Thomas Neff - Founder, Chairman, CEO
We'll report on that as soon as we have a firm plan in the form of a protocol agreement, an agreement on a protocol internally. And for the moment, you should assume we're just working away at the alternatives. So I think that's it for it, Terence.
Terence Flynn - Analyst
Great. Thank you, guys.
Thomas Neff - Founder, Chairman, CEO
Okay.
Operator
(Operator Instructions) And our next question comes from Tahel Noy with Stifel. Please go ahead.
Thomas Neff - Founder, Chairman, CEO
Sorry, I couldn't hear you. Could you say that a little louder, please?
Tahel Noy - Analyst
Tahel Noy from Stifel. Thank you for taking my question. So I have a quick question about the incident dialysis paper that was recently published. So the paper indicated that there were about six patients that show some hypertension signal as they had to readjust their antihypertensive medication. So this was one of the concerns with the ESAs. How significant it is for you guys? And how do you plan on treating it in the upcoming Phase III trials?
Thomas Neff - Founder, Chairman, CEO
Okay. So this is Study 053, adjacent article, was publication of that study. So Peony, I'm going to ask you to take this one, please. Did you understand the question she asked?
K. Peony Yu - VP - Clinical Development
Yes, yes. So we are -- so we have a patient population with chronic kidney disease, patients who are on dialysis who are undergoing fluid shift three times a week, and hypertension has been identified as an issue with the use of ESA. In multiple studies, when we look at the rate of hypertension in patients treated with roxadustat, in placebo-controlled trials, we have shown no difference between our drug and that of placebo. And we monitor patients' blood pressure very carefully throughout in Phase II and Phase III. We have not identified hypertension as a signal in controlled trials.
Tahel Noy - Analyst
That's perfect.
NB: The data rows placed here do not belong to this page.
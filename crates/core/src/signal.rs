//! Best-effort termination of a worker by pid.

/// Ask process `pid` to terminate. Returns whether a signal was delivered.
///
/// On unix the whole process group led by `pid` is signalled, so children of
/// a wrapper worker (`sh -c`, `npm run`) stop with it. A pid that leads no
/// group is signalled alone. Delivery failures (the process already exited,
/// permission denied) are logged and swallowed. The orchestrator's own pid is
/// never signalled: it owns the lock only during the launch window, before
/// the worker pid is recorded.
pub fn terminate(pid: u32) -> bool {
    if pid == std::process::id() {
        tracing::debug!(pid, "Lock still owned by orchestrator, no worker to signal");
        return false;
    }
    deliver(pid)
}

#[cfg(unix)]
fn deliver(pid: u32) -> bool {
    use nix::errno::Errno;
    use nix::sys::signal::{kill, killpg, Signal};
    use nix::unistd::Pid;

    let Ok(raw) = i32::try_from(pid) else {
        tracing::debug!(pid, "Pid out of range, not signalling");
        return false;
    };
    let target = Pid::from_raw(raw);
    let result = match killpg(target, Signal::SIGTERM) {
        Err(Errno::ESRCH) => kill(target, Signal::SIGTERM),
        other => other,
    };
    match result {
        Ok(()) => {
            tracing::info!(pid, "Sent SIGTERM to sync worker");
            true
        }
        Err(errno) => {
            tracing::debug!(pid, error = %errno, "Could not signal sync worker, ignoring");
            false
        }
    }
}

#[cfg(not(unix))]
fn deliver(pid: u32) -> bool {
    use sysinfo::{Pid, ProcessesToUpdate, System};

    let target = Pid::from_u32(pid);
    let mut sys = System::new();
    sys.refresh_processes(ProcessesToUpdate::Some(&[target]), true);
    match sys.process(target) {
        Some(process) => {
            let killed = process.kill();
            tracing::info!(pid, killed, "Terminated sync worker");
            killed
        }
        None => {
            tracing::debug!(pid, "Sync worker not found, ignoring");
            false
        }
    }
}
// crates/db/src/lib.rs
// SQLite storage for inbox-sync: listener rows and the shared sync records.

mod migrations;
mod queries;
mod store;

pub use queries::listener::LISTENER_LOCK_TYPE;

use sqlx::sqlite::{SqliteConnectOptions, SqliteJournalMode, SqlitePoolOptions, SqliteSynchronous};
use sqlx::SqlitePool;
use std::path::{Path, PathBuf};
use std::str::FromStr;
use thiserror::Error;
use tracing::info;

#[derive(Debug, Error)]
pub enum DbError {
    #[error("SQLite error: {0}")]
    Sqlx(#[from] sqlx::Error),

    #[error("Failed to determine cache directory")]
    NoCacheDir,

    #[error("Failed to create database directory: {0}")]
    CreateDir(#[from] std::io::Error),
}

pub type DbResult<T> = Result<T, DbError>;

/// Main database handle wrapping a SQLite connection pool.
#[derive(Debug, Clone)]
pub struct Database {
    pool: SqlitePool,
    db_path: PathBuf,
}

impl Database {
    /// Open (or create) the database at the given path and run migrations.
    pub async fn new(path: &Path) -> DbResult<Self> {
        if let Some(parent) = path.parent() {
            std::fs::create_dir_all(parent)?;
        }

        let options = SqliteConnectOptions::from_str(&format!("sqlite:{}", path.display()))?
            .create_if_missing(true)
            .journal_mode(SqliteJournalMode::Wal)
            .synchronous(SqliteSynchronous::Normal)
            .busy_timeout(std::time::Duration::from_secs(30));

        let pool = SqlitePoolOptions::new()
            .max_connections(4)
            .connect_with(options)
            .await?;

        let db = Self {
            pool,
            db_path: path.to_owned(),
        };
        db.run_migrations().await?;

        info!("Database opened at {}", path.display());
        Ok(db)
    }

    /// Create an in-memory database (for testing).
    ///
    /// Uses `shared_cache(true)` so all pool connections share the same
    /// in-memory database.
    pub async fn new_in_memory() -> DbResult<Self> {
        let options = SqliteConnectOptions::from_str("sqlite::memory:")?
            .shared_cache(true)
            .busy_timeout(std::time::Duration::from_secs(5));
        let pool = SqlitePoolOptions::new()
            .max_connections(4)
            .connect_with(options)
            .await?;
        let db = Self {
            pool,
            db_path: PathBuf::new(),
        };
        db.run_migrations().await?;
        Ok(db)
    }

    /// Open the database at the default location: `~/.cache/inbox-sync/inbox-sync.db`
    pub async fn open_default() -> DbResult<Self> {
        let path = default_db_path()?;
        Self::new(&path).await
    }

    /// Run all inline migrations not yet recorded in `_migrations`.
    async fn run_migrations(&self) -> DbResult<()> {
        sqlx::query("CREATE TABLE IF NOT EXISTS _migrations (version INTEGER PRIMARY KEY)")
            .execute(&self.pool)
            .await?;

        let row: (i64,) = sqlx::query_as("SELECT COALESCE(MAX(version), 0) FROM _migrations")
            .fetch_one(&self.pool)
            .await?;
        let current_version = row.0 as usize;

        for (i, migration) in migrations::MIGRATIONS.iter().enumerate() {
            let version = i + 1;
            if version > current_version {
                sqlx::query(migration).execute(&self.pool).await?;
                sqlx::query("INSERT INTO _migrations (version) VALUES (?)")
                    .bind(version as i64)
                    .execute(&self.pool)
                    .await?;
            }
        }

        Ok(())
    }

    pub fn pool(&self) -> &SqlitePool {
        &self.pool
    }

    /// Path of the database file; empty for in-memory databases.
    pub fn db_path(&self) -> &Path {
        &self.db_path
    }
}

/// Default database path: `~/.cache/inbox-sync/inbox-sync.db`
pub fn default_db_path() -> DbResult<PathBuf> {
    let cache_dir = dirs::cache_dir().ok_or(DbError::NoCacheDir)?;
    Ok(cache_dir.join("inbox-sync").join("inbox-sync.db"))
}

#[cfg(test)]
mod tests {
    use super::*;

    #[tokio::test]
    async fn test_in_memory_database_runs_migrations() {
        let db = Database::new_in_memory().await.unwrap();
        let tables: Vec<(String,)> =
            sqlx::query_as("SELECT name FROM sqlite_master WHERE type = 'table' ORDER BY name")
                .fetch_all(db.pool())
                .await
                .unwrap();
        let names: Vec<&str> = tables.iter().map(|(n,)| n.as_str()).collect();
        assert!(names.contains(&"listener_state"));
        assert!(names.contains(&"listener_locks"));
        assert!(names.contains(&"sync_state"));
    }

    #[tokio::test]
    async fn test_reopen_does_not_reapply_migrations() {
        let dir = tempfile::tempdir().unwrap();
        let path = dir.path().join("nested").join("inbox-sync.db");

        let db = Database::new(&path).await.unwrap();
        assert_eq!(db.db_path(), path.as_path());
        drop(db);

        let db = Database::new(&path).await.unwrap();
        let row: (i64,) = sqlx::query_as("SELECT COUNT(*) FROM _migrations")
            .fetch_one(db.pool())
            .await
            .unwrap();
        assert_eq!(row.0 as usize, migrations::MIGRATIONS.len());
    }
}
//! API route handlers for the inbox-sync server.

pub mod health;
pub mod listener;
pub mod metrics;
pub mod sync;

use std::sync::Arc;

use axum::Router;

use crate::state::AppState;

/// Create the combined router.
///
/// Routes:
/// - GET    /api/health - Health check
/// - GET    /api/sync/status - Aggregated global + single sync status
/// - POST   /api/sync/global - Start a global sync
/// - DELETE /api/sync/global - Cancel the running global sync
/// - GET    /api/sync/conversation/{id} - Sync status of one conversation
/// - POST   /api/sync/conversation/{id} - Start a single-conversation sync
/// - DELETE /api/sync/conversation - Cancel the running single sync
/// - GET    /api/sync/listener - Real-time listener health
/// - GET    /metrics - Prometheus metrics
pub fn api_routes(state: Arc<AppState>) -> Router {
    Router::new()
        .nest("/api", health::router())
        .nest("/api", sync::router())
        .nest("/api", listener::router())
        .merge(metrics::router())
        .with_state(state)
}
//! Health of the external real-time listener.
//!
//! The listener is a separate long-running process. It writes a state row
//! with a heartbeat and holds a lease-style lock; this module only reads
//! those records and classifies them.

use std::time::Duration;

use chrono::{DateTime, Utc};
use serde::{Deserialize, Serialize};

/// A heartbeat at least this old marks a running listener as stale.
pub const HEARTBEAT_FRESHNESS: Duration = Duration::from_secs(2 * 60);

/// Listener-reported state row.
#[derive(Debug, Clone, PartialEq, Eq, Serialize, Deserialize)]
#[serde(rename_all = "camelCase")]
pub struct ListenerState {
    pub status: String,
    pub process_id: Option<u32>,
    pub hostname: Option<String>,
    pub started_at: Option<DateTime<Utc>>,
    pub last_heartbeat: Option<DateTime<Utc>>,
    pub last_message_at: Option<DateTime<Utc>>,
    pub messages_received: u64,
}

/// Lease held by the listener. Live while `expires_at` is in the future.
#[derive(Debug, Clone, PartialEq, Eq, Serialize, Deserialize)]
#[serde(rename_all = "camelCase")]
pub struct ListenerLock {
    pub lock_type: String,
    pub acquired_at: DateTime<Utc>,
    pub expires_at: DateTime<Utc>,
}

impl ListenerLock {
    pub fn is_live(&self, now: DateTime<Utc>) -> bool {
        self.expires_at > now
    }
}

#[derive(Debug, Clone, Copy, PartialEq, Eq, Serialize, Deserialize)]
#[serde(rename_all = "kebab-case")]
pub enum ListenerHealth {
    /// Lock is live but there is no state row or no heartbeat yet.
    Unknown,
    RunningHealthy,
    RunningStale,
    Offline,
}

impl ListenerHealth {
    pub fn as_str(self) -> &'static str {
        match self {
            ListenerHealth::Unknown => "unknown",
            ListenerHealth::RunningHealthy => "running-healthy",
            ListenerHealth::RunningStale => "running-stale",
            ListenerHealth::Offline => "offline",
        }
    }

    pub fn is_running(self) -> bool {
        !matches!(self, ListenerHealth::Offline)
    }
}

/// Classify listener health.
///
/// Without a live lock the listener is offline, whatever its state row
/// says. With one, the heartbeat decides between healthy and stale.
pub fn evaluate(
    state: Option<&ListenerState>,
    lock: Option<&ListenerLock>,
    now: DateTime<Utc>,
) -> ListenerHealth {
    if !lock.is_some_and(|l| l.is_live(now)) {
        return ListenerHealth::Offline;
    }
    let Some(heartbeat) = state.and_then(|s| s.last_heartbeat) else {
        return ListenerHealth::Unknown;
    };
    let age = now.signed_duration_since(heartbeat);
    match age.to_std() {
        Ok(age) if age >= HEARTBEAT_FRESHNESS => ListenerHealth::RunningStale,
        // Negative age means a heartbeat from a clock slightly ahead of ours.
        _ => ListenerHealth::RunningHealthy,
    }
}

/// Lock details exposed alongside the health report.
#[derive(Debug, Clone, PartialEq, Eq, Serialize)]
#[serde(rename_all = "camelCase")]
pub struct ListenerLockInfo {
    pub acquired_at: DateTime<Utc>,
    pub expires_at: DateTime<Utc>,
}

/// Listener status as served to clients.
#[derive(Debug, Clone, PartialEq, Eq, Serialize)]
#[serde(rename_all = "camelCase")]
pub struct ListenerReport {
    pub is_running: bool,
    pub is_healthy: bool,
    pub status: ListenerHealth,
    pub process_id: Option<u32>,
    pub hostname: Option<String>,
    pub last_heartbeat: Option<DateTime<Utc>>,
    pub last_message_at: Option<DateTime<Utc>>,
    pub messages_received: u64,
    pub lock_info: Option<ListenerLockInfo>,
}

impl ListenerReport {
    pub fn build(
        state: Option<&ListenerState>,
        lock: Option<&ListenerLock>,
        now: DateTime<Utc>,
    ) -> Self {
        let health = evaluate(state, lock, now);
        Self {
            is_running: health.is_running(),
            is_healthy: health == ListenerHealth::RunningHealthy,
            status: health,
            process_id: state.and_then(|s| s.process_id),
            hostname: state.and_then(|s| s.hostname.clone()),
            last_heartbeat: state.and_then(|s| s.last_heartbeat),
            last_message_at: state.and_then(|s| s.last_message_at),
            messages_received: state.map_or(0, |s| s.messages_received),
            lock_info: lock.filter(|l| l.is_live(now)).map(|l| ListenerLockInfo {
                acquired_at: l.acquired_at,
                expires_at: l.expires_at,
            }),
        }
    }
}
And I have an additional question. There were recent comments about changing the drug approval regulations in China. Basically, they're initiating a trial to allow marketing authorization independent of manufacturing authorization. How does it affect FibroGen?
Thomas Neff - Founder, Chairman, CEO
Sorry, I didn't hear the question.
Greg Mann - IR Executive Director
Could you just clarify that question? I think we had a bit of static here.
Thomas Neff - Founder, Chairman, CEO
Yes, we're having a hard time hearing on the speaker. Can you say it one more time, please?
Tahel Noy - Analyst
Yes, one moment. Can you hear me?
Thomas Neff - Founder, Chairman, CEO
Yes. Hello?
Operator
And it looks like she did just get disconnected.
Thomas Neff - Founder, Chairman, CEO
Okay.
Greg Mann - IR Executive Director
I would suggest we follow up with her separately. We're at the end of the hour. So might be worthwhile to (multiple speakers) --
Thomas Neff - Founder, Chairman, CEO
So yes, let me say thanks to everyone still on the call for participating today. We realize you have many things you can do with your time every day, and we appreciate that you're willing to listen to what's going on with FibroGen. We look forward to speaking with you again and providing future updates. Our next report will be in early March, 10-K filing end of February. Thank you very much.
Operator
Thank you. Ladies and gentlemen, this concludes today's conference. Thank you for participating. You may now disconnect.